Effects of risedronate on femoral bone mineral density and bone strength in sciatic neurectomized young rats

Abstract

Immobilization induces a rapid loss of bone density and bone strength in rats. The purpose of the present study was to examine the effects of risedronate (Ris) on the femoral bone density and bone strength of sciatic neurectomized young rats. Forty male Sprague-Dawley rats, 6 weeks of age, were randomized by the stratified weight method into the following four treatment groups of 10 rats each: sham-operation, bilateral sciatic neurectomy (NX), NX + low-dose Ris (0.25 mg/kg/day, orally), and NX + high-dose Ris (0.5 mg/kg/day, orally). After 8 weeks of feeding, the volumetric bone mineral density (vBMD) and stress strain index (SSI) of the femoral distal metaphysis and middiaphysis of the rats were measured by peripheral quantitative computed tomography. The mechanical properties of the femoral distal metaphysis and middiaphysis were measured by the compression and three-point bending tests, respectively. The femoral length was also measured. As compared with the findings in the sham-operated controls, NX resulted in a loss of femoral length, cancellous vBMD, SSI, maximum load, stiffness, and breaking energy of the femoral distal metaphysis; there was also loss of cortical thickness, SSI, maximum load, and stiffness of the femoral middiaphysis, with no significant effects on the cortical vBMD or breaking energy of the femoral middiaphysis. High-dose Ris increased the vBMD to values higher than those in the sham-operated controls, and prevented the loss of SSI, maximum load, and stiffness of the femoral distal metaphysis, while low-dose Ris prevented the loss of cancellous vBMD of the femoral distal metaphysis. Neither high- nor low-dose Ris affected any of the cortical bone parameters of the femoral middiaphysis, except for cortical thickness, or the femoral length.
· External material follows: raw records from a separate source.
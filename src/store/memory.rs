//! In-memory entry store
//!
//! Backs the unit and integration tests with the same observable
//! semantics as the MongoDB store: newest-first listing, NotFound as
//! `None`/`false`, idempotent deletes.

use std::sync::atomic::{AtomicU64, Ordering};

use async_trait::async_trait;
use chrono::Utc;
use tokio::sync::RwLock;

use crate::forms::ValidSubmission;
use crate::models::Entry;

use super::{EntryStore, StoreError};

/// Entry store holding everything in process memory.
#[derive(Default)]
pub struct MemoryEntryStore {
	entries: RwLock<Vec<Entry>>,
	next_id: AtomicU64,
}

impl MemoryEntryStore {
	pub fn new() -> Self {
		Self::default()
	}
}

#[async_trait]
impl EntryStore for MemoryEntryStore {
	async fn create(&self, submission: ValidSubmission) -> Result<Entry, StoreError> {
		let now = Utc::now();
		// Zero-padded so lexicographic id order matches creation order
		let id = format!("mem{:016x}", self.next_id.fetch_add(1, Ordering::Relaxed));
		let entry = Entry {
			id,
			email: submission.email,
			name: submission.name,
			mobile: submission.mobile,
			created_at: now,
			updated_at: now,
		};
		self.entries.write().await.push(entry.clone());
		Ok(entry)
	}

	async fn list_all(&self) -> Result<Vec<Entry>, StoreError> {
		let entries = self.entries.read().await;
		Ok(entries.iter().rev().cloned().collect())
	}

	async fn find_by_id(&self, id: &str) -> Result<Option<Entry>, StoreError> {
		let entries = self.entries.read().await;
		Ok(entries.iter().find(|entry| entry.id == id).cloned())
	}

	async fn delete_by_id(&self, id: &str) -> Result<bool, StoreError> {
		let mut entries = self.entries.write().await;
		let before = entries.len();
		entries.retain(|entry| entry.id != id);
		Ok(entries.len() < before)
	}
}

#[cfg(test)]
mod tests {
	use super::*;

	fn submission(name: &str) -> ValidSubmission {
		ValidSubmission {
			email: format!("{}@example.com", name.to_lowercase()),
			name: name.to_string(),
			mobile: "1234567890".to_string(),
		}
	}

	#[tokio::test]
	async fn created_entries_are_retrievable_by_id() {
		let store = MemoryEntryStore::new();
		let entry = store.create(submission("Alice")).await.unwrap();
		let found = store.find_by_id(&entry.id).await.unwrap();
		assert_eq!(found, Some(entry));
	}

	#[tokio::test]
	async fn list_all_is_newest_first() {
		let store = MemoryEntryStore::new();
		for name in ["Alice", "Bob", "Carol"] {
			store.create(submission(name)).await.unwrap();
		}
		let names: Vec<_> = store
			.list_all()
			.await
			.unwrap()
			.into_iter()
			.map(|e| e.name)
			.collect();
		assert_eq!(names, vec!["Carol", "Bob", "Alice"]);
	}

	#[tokio::test]
	async fn delete_removes_the_entry() {
		let store = MemoryEntryStore::new();
		let entry = store.create(submission("Alice")).await.unwrap();
		assert!(store.delete_by_id(&entry.id).await.unwrap());
		assert!(store.list_all().await.unwrap().is_empty());
	}

	#[tokio::test]
	async fn delete_of_unknown_id_is_a_noop_success() {
		let store = MemoryEntryStore::new();
		assert!(!store.delete_by_id("does-not-exist").await.unwrap());
	}

	#[tokio::test]
	async fn find_of_unknown_id_is_none() {
		let store = MemoryEntryStore::new();
		assert_eq!(store.find_by_id("nope").await.unwrap(), None);
	}
}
These findings suggest that Ris may prevent immobilization-induced loss of cancellous bone density and bone strength in a dose-dependent manner without interfering with bone growth, but has no apparent effects on the cortical bone in sciatic neurectomized young rats. The results of the present preclinical study should be taken into consideration prior to the commencement of Ris treatment for disabled children.